Executive summary and conclusion below (Derivative Impacts)
Executive Summary
Intel has arrived at the crossroads. It needs to decide if it will continue to manufacture semiconductors. To stay on the path of Moore’s Law, we estimate it needs $15 billion to $25 billion, and it is not clear who will supply that. Instead, if they choose to abandon manufacturing they need to move quickly to save the Product side of the company.
As much as most observers have already written Intel off, we think it is critical for the semiconductor industry, that Intel stay in the game. Without Intel, and Samsung Foundry on shaky ground, there is a non-zero chance that TSMC becomes a true monopoly. And like any monopolist it will eventually raise prices to the point where many customers will choose to delay moving to advanced nodes, which will slow down the entire technology industry.
Derivative Impacts
A common argument now holds that there is no commercial justification for Intel to remain in manufacturing. TSMC has out-competed them, and no one seems worse off for it. This is the logic that has led the company to seek out government support. Absent a commercial justification for its existence, surely it has a national security justification.
While we certainly see the importance of Intel for the US strategically, we think there is a massive commercial need for its existence as well. As it stands now, TSMC has an effective monopoly on advanced semis manufacturing. “Effective” in the sense that both Intel and Samsung are still notional competitors. That, coupled with a strong customer-centric culture, have kept it from really flexing its competitive leverage. But that will change if Intel exits the business entirely and TSMC becomes an actual monopoly. Samsung will still be out there, but given that TSMC has been out-competing them for a decade and Samsung’s ambivalence about external customers, we think they will not be able to effectively curb TSMC’s advantages.
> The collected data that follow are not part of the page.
//! SVG geometry for the category pie and the weekly bar chart.

use std::f64::consts::PI;

use crate::stats::{CategoryTotal, WeeklyBucket};

pub const PALETTE: [&str; 9] = [
    "#10b981", "#3b82f6", "#f59e0b", "#ef4444", "#8b5cf6", "#06b6d4", "#f97316", "#84cc16",
    "#6b7280",
];

#[derive(Clone, Debug, PartialEq)]
pub struct PieSlice {
    pub path: String,
    pub color: &'static str,
    pub label: &'static str,
    pub amount: f64,
    pub share: f64,
}

fn point_on_circle(cx: f64, cy: f64, r: f64, angle: f64) -> (f64, f64) {
    // Angle 0 is twelve o'clock, increasing clockwise.
    (cx + r * angle.sin(), cy - r * angle.cos())
}

/// One slice per category, coloured by position in the palette.
pub fn pie_slices(totals: &[CategoryTotal], cx: f64, cy: f64, r: f64) -> Vec<PieSlice> {
    let total: f64 = totals.iter().map(|t| t.amount).sum();
    if total <= 0.0 {
        return Vec::new();
    }

    let mut start = 0.0;
    let mut slices = Vec::with_capacity(totals.len());
    for (index, entry) in totals.iter().enumerate() {
        let share = entry.amount / total;
        let sweep = share * 2.0 * PI;
        let path = if share >= 1.0 - 1e-9 {
            // A single arc cannot close on itself; draw two halves.
            format!(
                "M {cx} {top} A {r} {r} 0 1 1 {cx} {bottom} A {r} {r} 0 1 1 {cx} {top} Z",
                cx = cx,
                r = r,
                top = cy - r,
                bottom = cy + r
            )
        } else {
            let (x0, y0) = point_on_circle(cx, cy, r, start);
            let (x1, y1) = point_on_circle(cx, cy, r, start + sweep);
            let large_arc = if sweep > PI { 1 } else { 0 };
            format!(
                "M {} {} L {:.3} {:.3} A {} {} 0 {} 1 {:.3} {:.3} Z",
                cx, cy, x0, y0, r, r, large_arc, x1, y1
            )
        };
        slices.push(PieSlice {
            path,
            color: PALETTE[index % PALETTE.len()],
            label: entry.category.label(),
            amount: entry.amount,
            share,
        });
        start += sweep;
    }
    slices
}

#[derive(Clone, Debug, PartialEq)]
pub struct Bar {
    pub x: f64,
    pub y: f64,
    pub width: f64,
    pub height: f64,
    pub label: String,
    pub amount: f64,
}

/// Lays bars out left to right inside a `width` x `height` plot area whose
/// baseline is `height`. The tallest bar fills the area.
pub fn bar_layout(buckets: &[WeeklyBucket], width: f64, height: f64) -> Vec<Bar> {
    if buckets.is_empty() {
        return Vec::new();
    }
    let max = buckets.iter().map(|b| b.amount).fold(0.0_f64, f64::max);
    let slot = width / buckets.len() as f64;
    let bar_width = slot * 0.7;

    buckets
        .iter()
        .enumerate()
        .map(|(index, bucket)| {
            let bar_height = if max > 0.0 {
                bucket.amount / max * height
            } else {
                0.0
            };
            Bar {
                x: index as f64 * slot + (slot - bar_width) / 2.0,
                y: height - bar_height,
                width: bar_width,
                height: bar_height,
                label: bucket.label(),
                amount: bucket.amount,
            }
        })
        .collect()
}

/// Evenly spaced axis values from zero to `max`, inclusive.
pub fn axis_ticks(max: f64, steps: usize) -> Vec<f64> {
    if max <= 0.0 || steps == 0 {
        return vec![0.0];
    }
    (0..=steps)
        .map(|i| max * i as f64 / steps as f64)
        .collect()
}

#[cfg(test)]
mod tests {
    use super::*;
    use crate::model::Category;
    use chrono::NaiveDate;

    fn total(category: Category, amount: f64) -> CategoryTotal {
        CategoryTotal { category, amount }
    }

    #[test]
    fn slices_share_the_whole_circle() {
        let slices = pie_slices(
            &[
                total(Category::FoodAndDining, 150.0),
                total(Category::Travel, 350.0),
            ],
            100.0,
            100.0,
            80.0,
        );
        assert_eq!(slices.len(), 2);
        assert_eq!(slices[0].color, PALETTE[0]);
        assert_eq!(slices[1].label, "Travel");
        assert!((slices[0].share - 0.3).abs() < 1e-12);
        let shares: f64 = slices.iter().map(|s| s.share).sum();
        assert!((shares - 1.0).abs() < 1e-12);
        // Travel sweeps more than half the circle.
        assert!(slices[1].path.contains(" 0 1 1 "));
        assert!(slices[0].path.contains(" 0 0 1 "));
    }

    #[test]
    fn single_category_draws_full_circle() {
        let slices = pie_slices(&[total(Category::Other, 10.0)], 50.0, 50.0, 40.0);
        assert_eq!(
            slices[0].path,
            "M 50 10 A 40 40 0 1 1 50 90 A 40 40 0 1 1 50 10 Z"
        );
    }

    #[test]
    fn nothing_to_draw_without_spend() {
        assert!(pie_slices(&[], 0.0, 0.0, 10.0).is_empty());
        assert!(pie_slices(&[total(Category::Other, 0.0)], 0.0, 0.0, 10.0).is_empty());
        assert!(bar_layout(&[], 100.0, 100.0).is_empty());
    }

    #[test]
    fn tallest_bar_fills_plot_height() {
        let week = |d: u32, amount: f64| WeeklyBucket {
            week_start: NaiveDate::from_ymd_opt(2026, 10, d).unwrap(),
            amount,
        };
        let bars = bar_layout(&[week(4, 50.0), week(11, 200.0)], 400.0, 100.0);
        assert_eq!(bars[1].height, 100.0);
        assert_eq!(bars[1].y, 0.0);
        assert_eq!(bars[0].height, 25.0);
        assert_eq!(bars[0].y, 75.0);
        assert!(bars[0].x < bars[1].x);
        assert_eq!(bars[0].label, "Week of 10/4/2026");
    }

    #[test]
    fn ticks_run_from_zero_to_max() {
        assert_eq!(axis_ticks(200.0, 4), vec![0.0, 50.0, 100.0, 150.0, 200.0]);
        assert_eq!(axis_ticks(0.0, 4), vec![0.0]);
    }
}
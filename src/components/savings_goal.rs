use web_sys::HtmlInputElement;
use yew::prelude::*;

use super::settings::use_settings;
use super::icons::{icon_edit, icon_target};
use super::toast::{NoticeKind, Notify};
use crate::form::parse_goal;
use crate::format::{format_currency, format_percent};
use crate::goal::GoalProgress;

#[derive(Properties, PartialEq)]
pub struct SavingsGoalProps {
    pub goal: f64,
    /// Month-to-date spend.
    pub spent: f64,
    pub on_save: Callback<f64>,
    pub notify: Notify,
}

#[function_component(SavingsGoal)]
pub fn savings_goal(props: &SavingsGoalProps) -> Html {
    let settings = use_settings();
    let is_editing = use_state(|| false);
    let temp_goal = use_state(String::new);
    let progress = GoalProgress::new(props.goal, props.spent);
    let symbol = settings.currency_symbol.as_str();

    let start_editing = {
        let is_editing = is_editing.clone();
        let temp_goal = temp_goal.clone();
        let goal = props.goal;
        Callback::from(move |_| {
            temp_goal.set(goal.to_string());
            is_editing.set(true);
        })
    };

    let cancel_editing = {
        let is_editing = is_editing.clone();
        Callback::from(move |_| is_editing.set(false))
    };

    let on_input = {
        let temp_goal = temp_goal.clone();
        Callback::from(move |e: InputEvent| {
            let input: HtmlInputElement = e.target_unchecked_into();
            temp_goal.set(input.value());
        })
    };

    let save_goal = {
        let is_editing = is_editing.clone();
        let temp_goal = temp_goal.clone();
        let on_save = props.on_save.clone();
        let notify = props.notify.clone();
        Callback::from(move |_| match parse_goal(&temp_goal) {
            Ok(goal) => {
                on_save.emit(goal);
                is_editing.set(false);
                notify.emit((NoticeKind::Success, "Spending goal updated!".to_string()));
            }
            Err(err) => notify.emit((NoticeKind::Error, err.to_string())),
        })
    };

    let alert_class = if progress.over_budget {
        "p-4 rounded-lg bg-red-50 border border-red-200"
    } else {
        "p-4 rounded-lg bg-green-50 border border-green-200"
    };
    let alert_text = if progress.over_budget {
        "text-sm text-red-700"
    } else {
        "text-sm text-green-700"
    };
    let bar_class = if progress.over_budget {
        "h-full bg-red-500"
    } else {
        "h-full bg-emerald-500"
    };

    html! {
        <div class="bg-white/95 p-6 rounded-[10px] shadow-sm border border-white/20">
            <div class="flex items-center justify-between mb-4">
                <h3 class="flex items-center gap-2 font-bold text-slate-900 text-lg">
                    { icon_target() }
                    {"Monthly Spending Goal"}
                </h3>
                { if !*is_editing {
                    html! { <button onclick={start_editing} class="p-2 rounded-lg hover:bg-slate-100" aria-label="Edit goal">{ icon_edit() }</button> }
                } else { html! {} } }
            </div>
            { if *is_editing {
                html! {
                    <div class="space-y-4">
                        <div class="space-y-1">
                            <label for="goal" class="text-[12px] font-bold text-slate-500">{ format!("Monthly Goal ({})", symbol) }</label>
                            <input id="goal" type="number" step="0.01" value={(*temp_goal).clone()} oninput={on_input}
                                placeholder="Enter your monthly spending goal"
                                class="w-full bg-[#f1f4f9] rounded-[10px] px-3 py-2 text-sm border-none" />
                        </div>
                        <div class="flex gap-2">
                            <button onclick={save_goal} class="bg-emerald-600 text-white px-4 py-2 rounded-[10px] text-xs font-bold">{"Save Goal"}</button>
                            <button onclick={cancel_editing} class="border border-slate-200 px-4 py-2 rounded-[10px] text-xs font-bold">{"Cancel"}</button>
                        </div>
                    </div>
                }
            } else {
                html! {
                    <div class="space-y-6">
                        <div class="grid grid-cols-3 gap-4 text-center">
                            <div class="space-y-1">
                                <p class="text-sm text-slate-500">{"Goal"}</p>
                                <p class="text-2xl font-bold text-emerald-700">{ format_currency(progress.goal, symbol) }</p>
                            </div>
                            <div class="space-y-1">
                                <p class="text-sm text-slate-500">{"Spent"}</p>
                                <p class={if progress.over_budget { "text-2xl font-bold text-red-600" } else { "text-2xl font-bold text-slate-900" }}>
                                    { format_currency(progress.spent, symbol) }
                                </p>
                            </div>
                            <div class="space-y-1">
                                <p class="text-sm text-slate-500">{ progress.remaining_label() }</p>
                                <p class={if progress.over_budget { "text-2xl font-bold text-red-600" } else { "text-2xl font-bold text-green-600" }}>
                                    { format_currency(progress.remaining.abs(), symbol) }
                                </p>
                            </div>
                        </div>
                        <div class="space-y-2">
                            <div class="flex justify-between items-center text-sm">
                                <span class="text-slate-500">{"Progress"}</span>
                                <span class="font-medium">{ format_percent(progress.percent) }</span>
                            </div>
                            <div class="h-3 w-full bg-slate-100 rounded-full overflow-hidden">
                                <div class={bar_class} style={format!("width: {}%", progress.percent)}></div>
                            </div>
                        </div>
                        <div class={alert_class}>
                            <p class={if progress.over_budget { "font-medium text-red-800 mb-2" } else { "font-medium text-green-800 mb-2" }}>
                                { progress.status_title() }
                            </p>
                            <p class={alert_text}>{ progress.message(symbol) }</p>
                        </div>
                    </div>
                }
            }}
        </div>
    }
}
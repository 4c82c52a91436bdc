use crate::format::format_currency;

/// Month-to-date spend measured against the monthly goal.
#[derive(Clone, Debug, PartialEq)]
pub struct GoalProgress {
    pub goal: f64,
    pub spent: f64,
    pub remaining: f64,
    /// Clamped to `[0, 100]` for display.
    pub percent: f64,
    pub over_budget: bool,
}

impl GoalProgress {
    pub fn new(goal: f64, spent: f64) -> Self {
        let percent = if goal > 0.0 {
            (spent / goal * 100.0).clamp(0.0, 100.0)
        } else {
            0.0
        };
        GoalProgress {
            goal,
            spent,
            remaining: goal - spent,
            percent,
            over_budget: spent > goal,
        }
    }

    pub fn status_title(&self) -> &'static str {
        if self.over_budget {
            "Budget Alert!"
        } else {
            "On Track!"
        }
    }

    pub fn remaining_label(&self) -> &'static str {
        if self.over_budget {
            "Over Budget"
        } else {
            "Remaining"
        }
    }

    pub fn message(&self, symbol: &str) -> String {
        if self.over_budget {
            format!(
                "You've exceeded your monthly goal by {}. Consider reviewing your spending habits.",
                format_currency(self.remaining.abs(), symbol)
            )
        } else {
            format!(
                "Great job! You have {} left in your budget this month.",
                format_currency(self.remaining, symbol)
            )
        }
    }
}
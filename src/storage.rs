//! Key/value persistence for the dashboard.
//!
//! Every piece of state lives under its own key so a corrupt entry only ever
//! resets that entry. Reads never fail: missing or unreadable values come back
//! as `None` and the caller substitutes its default.

use std::cell::RefCell;
use std::collections::HashMap;
use std::rc::Rc;

use log::warn;
use serde::{de::DeserializeOwned, Serialize};

use crate::config::{
    AppSettings, BALANCE_KEY, DEFAULT_BALANCE, DEFAULT_GOAL, EXPENSES_BACKUP_KEY, EXPENSES_KEY,
    GOAL_KEY, SETTINGS_KEY,
};
use crate::model::Expense;

#[derive(Debug, thiserror::Error)]
pub enum StorageError {
    #[error("local storage is not available")]
    Unavailable,
    #[error("could not write `{key}` to storage")]
    Write { key: String },
    #[error("could not serialize `{key}`: {source}")]
    Serialize {
        key: String,
        #[source]
        source: serde_json::Error,
    },
}

pub trait KeyValueStore {
    fn get(&self, key: &str) -> Option<String>;
    fn set(&self, key: &str, value: &str) -> Result<(), StorageError>;
}

/// `window.localStorage`.
#[derive(Clone, Copy, Debug, Default)]
pub struct LocalStorage;

impl LocalStorage {
    fn storage() -> Result<web_sys::Storage, StorageError> {
        web_sys::window()
            .and_then(|window| window.local_storage().ok().flatten())
            .ok_or(StorageError::Unavailable)
    }

    pub fn is_available() -> bool {
        Self::storage().is_ok()
    }
}

impl KeyValueStore for LocalStorage {
    fn get(&self, key: &str) -> Option<String> {
        Self::storage().ok()?.get_item(key).ok().flatten()
    }

    fn set(&self, key: &str, value: &str) -> Result<(), StorageError> {
        Self::storage()?
            .set_item(key, value)
            .map_err(|_| StorageError::Write {
                key: key.to_string(),
            })
    }
}

/// In-process store. Used when the browser refuses local storage and in tests.
#[derive(Clone, Debug, Default)]
pub struct MemoryStore {
    entries: Rc<RefCell<HashMap<String, String>>>,
}

#[cfg(test)]
impl MemoryStore {
    pub fn with_entry(self, key: &str, value: &str) -> Self {
        self.entries
            .borrow_mut()
            .insert(key.to_string(), value.to_string());
        self
    }
}

impl KeyValueStore for MemoryStore {
    fn get(&self, key: &str) -> Option<String> {
        self.entries.borrow().get(key).cloned()
    }

    fn set(&self, key: &str, value: &str) -> Result<(), StorageError> {
        self.entries
            .borrow_mut()
            .insert(key.to_string(), value.to_string());
        Ok(())
    }
}

#[derive(Clone)]
pub struct Repository {
    store: Rc<dyn KeyValueStore>,
}

impl Repository {
    pub fn new(store: impl KeyValueStore + 'static) -> Self {
        Repository {
            store: Rc::new(store),
        }
    }

    pub fn browser() -> Self {
        if LocalStorage::is_available() {
            Repository::new(LocalStorage)
        } else {
            warn!("local storage unavailable, changes will not survive a reload");
            Repository::new(MemoryStore::default())
        }
    }

    /// Keeps every record that still parses. When anything is dropped the raw
    /// value is copied to `EXPENSES_BACKUP_KEY` before the next save replaces it.
    pub fn load_expenses(&self) -> Vec<Expense> {
        let Some(raw) = self.store.get(EXPENSES_KEY) else {
            return Vec::new();
        };
        let records: Vec<serde_json::Value> = match serde_json::from_str(&raw) {
            Ok(records) => records,
            Err(err) => {
                warn!("discarding unreadable `{}` from storage: {}", EXPENSES_KEY, err);
                self.back_up_expenses(&raw);
                return Vec::new();
            }
        };

        let stored = records.len();
        let expenses: Vec<Expense> = records
            .into_iter()
            .enumerate()
            .filter_map(|(index, record)| match serde_json::from_value(record) {
                Ok(expense) => Some(expense),
                Err(err) => {
                    warn!("skipping unreadable expense #{}: {}", index, err);
                    None
                }
            })
            .collect();
        if expenses.len() < stored {
            self.back_up_expenses(&raw);
        }
        expenses
    }

    fn back_up_expenses(&self, raw: &str) {
        match self.store.set(EXPENSES_BACKUP_KEY, raw) {
            Ok(()) => warn!("previous expense data kept under `{}`", EXPENSES_BACKUP_KEY),
            Err(err) => warn!("could not back up expense data: {}", err),
        }
    }

    pub fn save_expenses(&self, expenses: &[Expense]) -> Result<(), StorageError> {
        self.save_json(EXPENSES_KEY, &expenses)
    }

    pub fn load_balance(&self) -> f64 {
        self.load_number(BALANCE_KEY, |value| value.is_finite())
            .unwrap_or(DEFAULT_BALANCE)
    }

    pub fn save_balance(&self, balance: f64) -> Result<(), StorageError> {
        self.store.set(BALANCE_KEY, &balance.to_string())
    }

    pub fn load_goal(&self) -> f64 {
        self.load_number(GOAL_KEY, |value| value.is_finite() && value > 0.0)
            .unwrap_or(DEFAULT_GOAL)
    }

    pub fn save_goal(&self, goal: f64) -> Result<(), StorageError> {
        self.store.set(GOAL_KEY, &goal.to_string())
    }

    pub fn load_settings(&self) -> AppSettings {
        self.load_json(SETTINGS_KEY).unwrap_or_default()
    }

    pub fn save_settings(&self, settings: &AppSettings) -> Result<(), StorageError> {
        self.save_json(SETTINGS_KEY, settings)
    }

    fn load_json<T: DeserializeOwned>(&self, key: &str) -> Option<T> {
        let raw = self.store.get(key)?;
        match serde_json::from_str(&raw) {
            Ok(value) => Some(value),
            Err(err) => {
                warn!("discarding unreadable `{}` from storage: {}", key, err);
                None
            }
        }
    }

    fn save_json<T: Serialize + ?Sized>(&self, key: &str, value: &T) -> Result<(), StorageError> {
        let raw = serde_json::to_string(value).map_err(|source| StorageError::Serialize {
            key: key.to_string(),
            source,
        })?;
        self.store.set(key, &raw)
    }

    // Numbers are stored as plain text, e.g. `1000` or `2500.5`.
    fn load_number(&self, key: &str, accept: impl Fn(f64) -> bool) -> Option<f64> {
        let raw = self.store.get(key)?;
        match raw.trim().parse::<f64>() {
            Ok(value) if accept(value) => Some(value),
            _ => {
                warn!("discarding invalid `{}` from storage: {:?}", key, raw);
                None
            }
        }
    }
}

#[cfg(test)]
mod tests {
    use super::*;
    use crate::model::Category;
    use chrono::{NaiveDate, TimeZone, Utc};

    fn expense(amount: f64) -> Expense {
        Expense::new(
            amount,
            "Coffee",
            Category::FoodAndDining,
            NaiveDate::from_ymd_opt(2025, 3, 4).unwrap(),
            Utc.timestamp_opt(1_741_000_000, 0).unwrap(),
        )
    }

    #[test]
    fn empty_store_yields_defaults() {
        let repo = Repository::new(MemoryStore::default());
        assert!(repo.load_expenses().is_empty());
        assert_eq!(repo.load_balance(), DEFAULT_BALANCE);
        assert_eq!(repo.load_goal(), DEFAULT_GOAL);
        assert_eq!(repo.load_settings(), AppSettings::default());
    }

    #[test]
    fn saved_values_are_read_back() {
        let store = MemoryStore::default();
        let repo = Repository::new(store.clone());
        repo.save_expenses(&[expense(4.5), expense(12.0)]).unwrap();
        repo.save_balance(2500.5).unwrap();
        repo.save_goal(800.0).unwrap();

        assert_eq!(repo.load_expenses(), vec![expense(4.5), expense(12.0)]);
        assert_eq!(repo.load_balance(), 2500.5);
        assert_eq!(repo.load_goal(), 800.0);
        assert_eq!(store.get(GOAL_KEY).as_deref(), Some("800"));
    }

    #[test]
    fn corrupt_values_fall_back_to_defaults() {
        let store = MemoryStore::default()
            .with_entry(EXPENSES_KEY, "[{not json")
            .with_entry(BALANCE_KEY, "NaN")
            .with_entry(GOAL_KEY, "-20");
        let repo = Repository::new(store);
        assert!(repo.load_expenses().is_empty());
        assert_eq!(repo.load_balance(), DEFAULT_BALANCE);
        assert_eq!(repo.load_goal(), DEFAULT_GOAL);
    }

    #[test]
    fn keys_are_independent() {
        let store = MemoryStore::default()
            .with_entry(EXPENSES_KEY, "garbage")
            .with_entry(GOAL_KEY, "1500");
        let repo = Repository::new(store);
        assert!(repo.load_expenses().is_empty());
        assert_eq!(repo.load_goal(), 1500.0);
    }

    #[test]
    fn reads_values_written_by_plain_number_formatting() {
        let store = MemoryStore::default().with_entry(BALANCE_KEY, "10000");
        assert_eq!(Repository::new(store).load_balance(), 10_000.0);
    }

    #[test]
    fn one_bad_record_does_not_hide_the_rest() {
        let raw = r#"[
            {"id":"1","amount":12.5,"description":"Lunch","category":"Food & Dining","date":"2025-01-01"},
            {"id":"2","amount":40.0,"description":"Taxi","category":"Transportation","date":"2025-01-02T10:00:00Z"}
        ]"#;
        let store = MemoryStore::default().with_entry(EXPENSES_KEY, raw);
        let repo = Repository::new(store.clone());

        let expenses = repo.load_expenses();
        assert_eq!(expenses.len(), 1);
        assert_eq!(expenses[0].id, "1");
        assert_eq!(store.get(EXPENSES_BACKUP_KEY).as_deref(), Some(raw));
    }

    #[test]
    fn unreadable_list_is_backed_up() {
        let store = MemoryStore::default().with_entry(EXPENSES_KEY, "[{not json");
        let repo = Repository::new(store.clone());
        assert!(repo.load_expenses().is_empty());
        assert_eq!(store.get(EXPENSES_BACKUP_KEY).as_deref(), Some("[{not json"));
    }

    #[test]
    fn clean_list_leaves_no_backup() {
        let store = MemoryStore::default();
        let repo = Repository::new(store.clone());
        repo.save_expenses(&[expense(3.0)]).unwrap();
        assert_eq!(repo.load_expenses().len(), 1);
        assert_eq!(store.get(EXPENSES_BACKUP_KEY), None);
    }
}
For several years, TSMC’s shareholders have been pressing the company to raise prices. They question why Nvidia – who is entirely dependent on TSMC – has much higher gross margins than TSMC. Absent a true competitor, we think it is only a matter of time before TSMC would raise prices.
The press is already reporting that wafer prices for TSMC’s upcoming 2nm process could reach as high as $45,000-$50,000/wafer, considerably ahead of the current $25,000 - $30,000 price. A TSMC price of $50,000 would fundamentally re-order the semiconductor industry. At those prices, only a handful of companies could afford ordering leading-edge products. Even large companies like Apple and Qualcomm would face significant gross margin pressure on their own products. We estimate that at $47,500/wafer Qualcomm’s gross margins would go to zero. These companies will still order chips from TSMC, but they will stay on older nodes much longer. Consumers would notice that new devices offer few improvements over previous generations. Only companies with the richest gross margins could afford to stay at the leading edge, effectively shutting out their competitors, and wreaking havoc with semis start-ups. This would be the effective end of Moore’s Law.
This will also ripple through the equipment side of the industry. We are already seeing Intel’s move away from past capex levels hurt earnings at companies like ASML and (probably) Applied Materials. TSMC would not only be the monopoly supplier, but also the monopsonist customer for the wafer fabrication equipment (WFE) industry.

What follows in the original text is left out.